use std::fmt::Debug;
use std::mem::MaybeUninit;
use std::ops::Range;
use std::ptr;
use std::rc::Rc;
use std::sync::Arc;

use crate::collections::contiguous::Vector;

mod sealed {
    pub trait Sealed {}

    impl Sealed for super::TrueType {}
    impl Sealed for super::FalseType {}
}

/// A type-level boolean, implemented only by [`TrueType`] and [`FalseType`].
///
/// Besides the value itself, each boolean carries the copy strategy that the dispatch core uses
/// for types classified with it. The strategies are hidden, they are reached through
/// [`TypeTraits::Trivial`] rather than called directly.
pub trait Bool: sealed::Sealed + Debug + Default + Copy + 'static {
    /// The runtime value of this boolean.
    const VALUE: bool;

    /// Type-level conjunction, used to classify compound types such as tuples.
    type And<B: Bool>: Bool;

    /// Overwrites `dst` with copies of `src`. Both slices have the same length and never overlap.
    #[doc(hidden)]
    fn copy_run<T: TypeTraits<Trivial = Self>>(src: &[T], dst: &mut [T]);

    /// Copies `run[src]` to `run[dest..]`, where the two regions may overlap.
    #[doc(hidden)]
    fn copy_within<T: TypeTraits<Trivial = Self>>(run: &mut [T], src: Range<usize>, dest: usize);

    /// Initializes `dst` with copies of `src`. Both slices have the same length.
    #[doc(hidden)]
    fn clone_into_uninit<T: TypeTraits<Trivial = Self>>(src: &[T], dst: &mut [MaybeUninit<T>]);
}

#[derive(Debug, Default, Clone, Copy, PartialEq, Eq, Hash)]
pub struct TrueType;

#[derive(Debug, Default, Clone, Copy, PartialEq, Eq, Hash)]
pub struct FalseType;

impl Bool for TrueType {
    const VALUE: bool = true;

    type And<B: Bool> = B;

    fn copy_run<T: TypeTraits<Trivial = Self>>(src: &[T], dst: &mut [T]) {
        assert_eq!(src.len(), dst.len(), "Copied runs must have equal lengths!");
        // SAFETY: T is classified as trivial, so by the contract of TypeTraits it is Copy and a
        // bitwise copy is a valid clone. Nothing needs to be dropped in dst. Both slices have the
        // same length and come from distinct borrows, so they can't overlap.
        unsafe {
            ptr::copy_nonoverlapping(src.as_ptr(), dst.as_mut_ptr(), src.len());
        }
    }

    fn copy_within<T: TypeTraits<Trivial = Self>>(run: &mut [T], src: Range<usize>, dest: usize) {
        assert!(src.start <= src.end && src.end <= run.len(), "Source run out of bounds!");
        let count = src.end - src.start;
        assert!(dest <= run.len() - count, "Destination run out of bounds!");
        // SAFETY: Both regions have been checked to lie within run. ptr::copy has memmove
        // semantics, so overlapping regions are handled. T is Copy by the contract of TypeTraits,
        // so overwritten values don't need to be dropped.
        unsafe {
            let base = run.as_mut_ptr();
            ptr::copy(base.add(src.start), base.add(dest), count);
        }
    }

    fn clone_into_uninit<T: TypeTraits<Trivial = Self>>(src: &[T], dst: &mut [MaybeUninit<T>]) {
        assert_eq!(src.len(), dst.len(), "Copied runs must have equal lengths!");
        // SAFETY: MaybeUninit<T> has the same layout as T and the regions don't overlap. A bitwise
        // copy of a trivial T is a valid, initialized T.
        unsafe {
            ptr::copy_nonoverlapping(src.as_ptr(), dst.as_mut_ptr().cast::<T>(), src.len());
        }
    }
}

impl Bool for FalseType {
    const VALUE: bool = false;

    type And<B: Bool> = FalseType;

    fn copy_run<T: TypeTraits<Trivial = Self>>(src: &[T], dst: &mut [T]) {
        dst.clone_from_slice(src);
    }

    fn copy_within<T: TypeTraits<Trivial = Self>>(run: &mut [T], src: Range<usize>, dest: usize) {
        let count = src.end - src.start;
        if dest <= src.start {
            for i in 0..count {
                run[dest + i] = run[src.start + i].clone();
            }
        } else {
            // The destination starts inside the source, copy from the back.
            for i in (0..count).rev() {
                run[dest + i] = run[src.start + i].clone();
            }
        }
    }

    fn clone_into_uninit<T: TypeTraits<Trivial = Self>>(src: &[T], dst: &mut [MaybeUninit<T>]) {
        assert_eq!(src.len(), dst.len(), "Copied runs must have equal lengths!");
        for (slot, value) in dst.iter_mut().zip(src) {
            slot.write(value.clone());
        }
    }
}

/// A compile-time classification of a value type, answering whether copying, assigning and
/// destroying it are all trivial. Algorithms use it to choose between one bulk memory copy and an
/// element-wise [`Clone`] loop.
///
/// Rust can't introspect this, so types opt in. The crate covers primitives, references, arrays,
/// tuples, [`Option`] and the common owning types. Other types can use the
/// [`type_traits!`](crate::type_traits) macro.
///
/// # Safety
/// `Trivial` may only be [`TrueType`] if `Self` is [`Copy`]. A trivial type is duplicated with a
/// bitwise copy, bypassing its [`Clone`] implementation, and is never dropped when overwritten.
/// [`FalseType`] is always a valid choice.
pub unsafe trait TypeTraits: Clone {
    type Trivial: Bool;
}

/// Returns whether `T` is classified as trivially copyable.
///
/// # Examples
/// ```
/// # use generic_algo::traits::is_trivial;
/// assert!(is_trivial::<u32>());
/// assert!(is_trivial::<(u8, [char; 4])>());
/// assert!(!is_trivial::<String>());
/// assert!(!is_trivial::<(u8, String)>());
/// ```
pub const fn is_trivial<T: TypeTraits>() -> bool {
    <T::Trivial as Bool>::VALUE
}

/// Used by [`type_traits!`](crate::type_traits) to reject non-[`Copy`] types classified as trivial.
#[doc(hidden)]
pub const fn assert_copy<T: Copy>() {}

/// Implements [`TypeTraits`] for concrete types.
///
/// Types listed as `trivial` must be [`Copy`], which is checked at compile time, making this the
/// safe way to opt in.
///
/// # Examples
/// ```
/// # use generic_algo::type_traits;
/// # use generic_algo::traits::is_trivial;
/// #[derive(Clone, Copy)]
/// struct Point(i32, i32);
///
/// #[derive(Clone)]
/// struct Name(String);
///
/// type_traits!(trivial: Point);
/// type_traits!(non_trivial: Name);
///
/// assert!(is_trivial::<Point>());
/// assert!(!is_trivial::<Name>());
/// ```
#[macro_export]
macro_rules! type_traits {
    (trivial: $($ty:ty),+ $(,)?) => {
        $(
            const _: fn() = $crate::traits::assert_copy::<$ty>;

            // SAFETY: The type has just been asserted to be Copy.
            unsafe impl $crate::traits::TypeTraits for $ty {
                type Trivial = $crate::traits::TrueType;
            }
        )+
    };
    (non_trivial: $($ty:ty),+ $(,)?) => {
        $(
            // SAFETY: FalseType is always a valid classification.
            unsafe impl $crate::traits::TypeTraits for $ty {
                type Trivial = $crate::traits::FalseType;
            }
        )+
    };
}

type_traits!(
    trivial: u8, u16, u32, u64, u128, usize, i8, i16, i32, i64, i128, isize, f32, f64, bool, char,
    (), TrueType, FalseType,
);

type_traits!(non_trivial: String);

// SAFETY: Shared references are always Copy.
unsafe impl<T: ?Sized> TypeTraits for &T {
    type Trivial = TrueType;
}

// SAFETY: [T; N] is Copy whenever T is, which is the only case in which T::Trivial is TrueType.
unsafe impl<T: TypeTraits, const N: usize> TypeTraits for [T; N] {
    type Trivial = T::Trivial;
}

// SAFETY: Option<T> is Copy whenever T is.
unsafe impl<T: TypeTraits> TypeTraits for Option<T> {
    type Trivial = T::Trivial;
}

// SAFETY: A tuple is Copy when all of its elements are, which is exactly when the conjunction of
// their classifications is TrueType.
unsafe impl<A: TypeTraits> TypeTraits for (A,) {
    type Trivial = A::Trivial;
}

// SAFETY: See (A,).
unsafe impl<A: TypeTraits, B: TypeTraits> TypeTraits for (A, B) {
    type Trivial = <A::Trivial as Bool>::And<B::Trivial>;
}

// SAFETY: See (A,).
unsafe impl<A: TypeTraits, B: TypeTraits, C: TypeTraits> TypeTraits for (A, B, C) {
    type Trivial = <<A::Trivial as Bool>::And<B::Trivial> as Bool>::And<C::Trivial>;
}

// SAFETY: See (A,).
unsafe impl<A: TypeTraits, B: TypeTraits, C: TypeTraits, D: TypeTraits> TypeTraits for (A, B, C, D) {
    type Trivial =
        <<<A::Trivial as Bool>::And<B::Trivial> as Bool>::And<C::Trivial> as Bool>::And<D::Trivial>;
}

// SAFETY: FalseType is always a valid classification.
unsafe impl<T: Clone> TypeTraits for Box<T> {
    type Trivial = FalseType;
}

// SAFETY: FalseType is always a valid classification.
unsafe impl<T: Clone> TypeTraits for Vec<T> {
    type Trivial = FalseType;
}

// SAFETY: FalseType is always a valid classification.
unsafe impl<T: Clone> TypeTraits for Vector<T> {
    type Trivial = FalseType;
}

// SAFETY: FalseType is always a valid classification.
unsafe impl<T: ?Sized> TypeTraits for Rc<T> {
    type Trivial = FalseType;
}

// SAFETY: FalseType is always a valid classification.
unsafe impl<T: ?Sized> TypeTraits for Arc<T> {
    type Trivial = FalseType;
}

/// Copies `src` over `dst` using the strategy selected by `T`'s classification.
pub(crate) fn copy_run<T: TypeTraits>(src: &[T], dst: &mut [T]) {
    <T::Trivial as Bool>::copy_run::<T>(src, dst)
}

/// Copies `run[src]` to `run[dest..]` using the strategy selected by `T`'s classification.
pub(crate) fn copy_run_within<T: TypeTraits>(run: &mut [T], src: Range<usize>, dest: usize) {
    <T::Trivial as Bool>::copy_within::<T>(run, src, dest)
}

/// Initializes `dst` from `src` using the strategy selected by `T`'s classification.
pub(crate) fn clone_run_into_uninit<T: TypeTraits>(src: &[T], dst: &mut [MaybeUninit<T>]) {
    <T::Trivial as Bool>::clone_into_uninit::<T>(src, dst)
}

**Task goal**: Extract, from the listing above, every line where the string "whether" occurs.

**Task answer**:
/// A compile-time classification of a value type, answering whether copying, assigning and
/// Returns whether `T` is classified as trivially copyable.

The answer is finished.